Work order.
Work through the data below and copy out every line where "Deserialization" is found.

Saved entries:
##############################
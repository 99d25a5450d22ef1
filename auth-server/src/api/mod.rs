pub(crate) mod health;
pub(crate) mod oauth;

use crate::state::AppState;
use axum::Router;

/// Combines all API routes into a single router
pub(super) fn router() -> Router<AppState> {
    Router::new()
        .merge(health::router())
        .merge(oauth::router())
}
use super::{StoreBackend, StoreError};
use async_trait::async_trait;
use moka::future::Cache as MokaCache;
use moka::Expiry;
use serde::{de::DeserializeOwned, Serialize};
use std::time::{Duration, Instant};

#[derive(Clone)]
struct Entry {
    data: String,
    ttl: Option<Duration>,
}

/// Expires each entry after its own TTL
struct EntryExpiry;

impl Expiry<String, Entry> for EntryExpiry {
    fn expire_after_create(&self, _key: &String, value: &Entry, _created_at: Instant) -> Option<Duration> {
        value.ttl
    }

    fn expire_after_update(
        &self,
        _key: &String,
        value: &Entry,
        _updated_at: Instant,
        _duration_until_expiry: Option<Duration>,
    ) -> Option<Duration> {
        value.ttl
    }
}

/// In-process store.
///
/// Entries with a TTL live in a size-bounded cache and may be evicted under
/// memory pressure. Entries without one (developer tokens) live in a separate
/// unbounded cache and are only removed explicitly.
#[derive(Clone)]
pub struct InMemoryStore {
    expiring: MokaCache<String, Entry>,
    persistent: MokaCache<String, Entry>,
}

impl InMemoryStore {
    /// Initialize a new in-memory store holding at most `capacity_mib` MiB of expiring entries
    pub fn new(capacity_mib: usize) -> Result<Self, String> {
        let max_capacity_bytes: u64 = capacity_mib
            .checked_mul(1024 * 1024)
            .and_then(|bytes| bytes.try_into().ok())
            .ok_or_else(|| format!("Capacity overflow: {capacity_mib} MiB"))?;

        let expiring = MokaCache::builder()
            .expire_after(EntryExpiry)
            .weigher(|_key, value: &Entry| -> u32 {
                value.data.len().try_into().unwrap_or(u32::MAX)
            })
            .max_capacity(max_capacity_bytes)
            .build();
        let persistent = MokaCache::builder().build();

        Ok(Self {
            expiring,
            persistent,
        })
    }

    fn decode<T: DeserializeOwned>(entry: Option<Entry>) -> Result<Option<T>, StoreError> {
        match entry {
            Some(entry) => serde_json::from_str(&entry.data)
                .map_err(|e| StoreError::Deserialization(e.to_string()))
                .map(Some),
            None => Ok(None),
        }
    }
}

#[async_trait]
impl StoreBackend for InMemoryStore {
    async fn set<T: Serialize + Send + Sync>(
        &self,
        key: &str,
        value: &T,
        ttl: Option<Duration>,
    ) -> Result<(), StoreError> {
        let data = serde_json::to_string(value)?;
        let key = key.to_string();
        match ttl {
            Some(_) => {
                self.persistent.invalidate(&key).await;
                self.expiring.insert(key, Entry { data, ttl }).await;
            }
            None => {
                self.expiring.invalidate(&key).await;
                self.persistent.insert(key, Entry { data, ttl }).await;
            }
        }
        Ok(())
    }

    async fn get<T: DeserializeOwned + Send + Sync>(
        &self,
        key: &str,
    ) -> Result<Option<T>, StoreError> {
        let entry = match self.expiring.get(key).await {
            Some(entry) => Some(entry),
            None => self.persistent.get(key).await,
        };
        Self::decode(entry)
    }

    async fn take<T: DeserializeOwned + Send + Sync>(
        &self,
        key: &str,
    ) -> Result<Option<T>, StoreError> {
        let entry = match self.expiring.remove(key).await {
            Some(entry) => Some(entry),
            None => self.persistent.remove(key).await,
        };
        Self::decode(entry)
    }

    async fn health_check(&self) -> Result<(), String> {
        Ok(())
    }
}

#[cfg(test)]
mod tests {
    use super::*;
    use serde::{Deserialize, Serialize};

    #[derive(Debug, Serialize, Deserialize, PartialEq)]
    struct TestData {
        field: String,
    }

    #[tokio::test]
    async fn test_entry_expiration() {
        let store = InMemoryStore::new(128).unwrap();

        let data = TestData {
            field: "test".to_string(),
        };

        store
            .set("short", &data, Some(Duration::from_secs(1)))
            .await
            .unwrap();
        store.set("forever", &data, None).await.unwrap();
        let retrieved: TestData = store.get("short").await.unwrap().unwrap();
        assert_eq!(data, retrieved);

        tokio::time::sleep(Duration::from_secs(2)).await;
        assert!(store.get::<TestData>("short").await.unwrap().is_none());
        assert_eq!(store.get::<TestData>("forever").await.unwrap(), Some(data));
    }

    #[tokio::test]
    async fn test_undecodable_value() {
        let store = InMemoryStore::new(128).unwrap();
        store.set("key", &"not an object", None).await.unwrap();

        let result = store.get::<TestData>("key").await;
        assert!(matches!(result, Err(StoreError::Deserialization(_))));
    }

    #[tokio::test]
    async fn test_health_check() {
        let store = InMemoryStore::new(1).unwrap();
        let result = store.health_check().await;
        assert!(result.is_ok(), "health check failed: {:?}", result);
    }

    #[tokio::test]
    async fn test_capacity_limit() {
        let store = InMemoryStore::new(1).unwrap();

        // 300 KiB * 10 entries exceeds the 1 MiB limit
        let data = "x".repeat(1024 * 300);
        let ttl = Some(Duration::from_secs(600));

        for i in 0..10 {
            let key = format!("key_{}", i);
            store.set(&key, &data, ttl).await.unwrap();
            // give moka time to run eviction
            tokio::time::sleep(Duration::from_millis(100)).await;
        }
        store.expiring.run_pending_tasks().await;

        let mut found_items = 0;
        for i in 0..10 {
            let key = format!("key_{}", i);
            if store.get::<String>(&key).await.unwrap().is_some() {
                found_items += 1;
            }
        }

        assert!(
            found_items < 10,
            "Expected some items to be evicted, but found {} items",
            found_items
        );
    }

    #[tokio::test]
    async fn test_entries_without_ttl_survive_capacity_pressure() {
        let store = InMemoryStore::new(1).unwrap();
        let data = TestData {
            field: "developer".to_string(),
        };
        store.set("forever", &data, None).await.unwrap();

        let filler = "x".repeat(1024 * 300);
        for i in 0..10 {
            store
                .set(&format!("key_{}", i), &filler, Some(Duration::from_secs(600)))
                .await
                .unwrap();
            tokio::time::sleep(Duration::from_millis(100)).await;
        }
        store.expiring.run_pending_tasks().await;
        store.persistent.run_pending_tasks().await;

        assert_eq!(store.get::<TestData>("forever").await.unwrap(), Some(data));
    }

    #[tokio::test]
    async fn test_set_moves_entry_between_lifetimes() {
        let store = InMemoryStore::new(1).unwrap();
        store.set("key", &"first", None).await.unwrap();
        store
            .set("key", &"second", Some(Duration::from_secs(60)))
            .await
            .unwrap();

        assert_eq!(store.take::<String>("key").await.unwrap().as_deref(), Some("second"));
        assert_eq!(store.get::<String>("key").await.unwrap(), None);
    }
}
##############################
Task solution.
                .map_err(|e| StoreError::Deserialization(e.to_string()))
        assert!(matches!(result, Err(StoreError::Deserialization(_))));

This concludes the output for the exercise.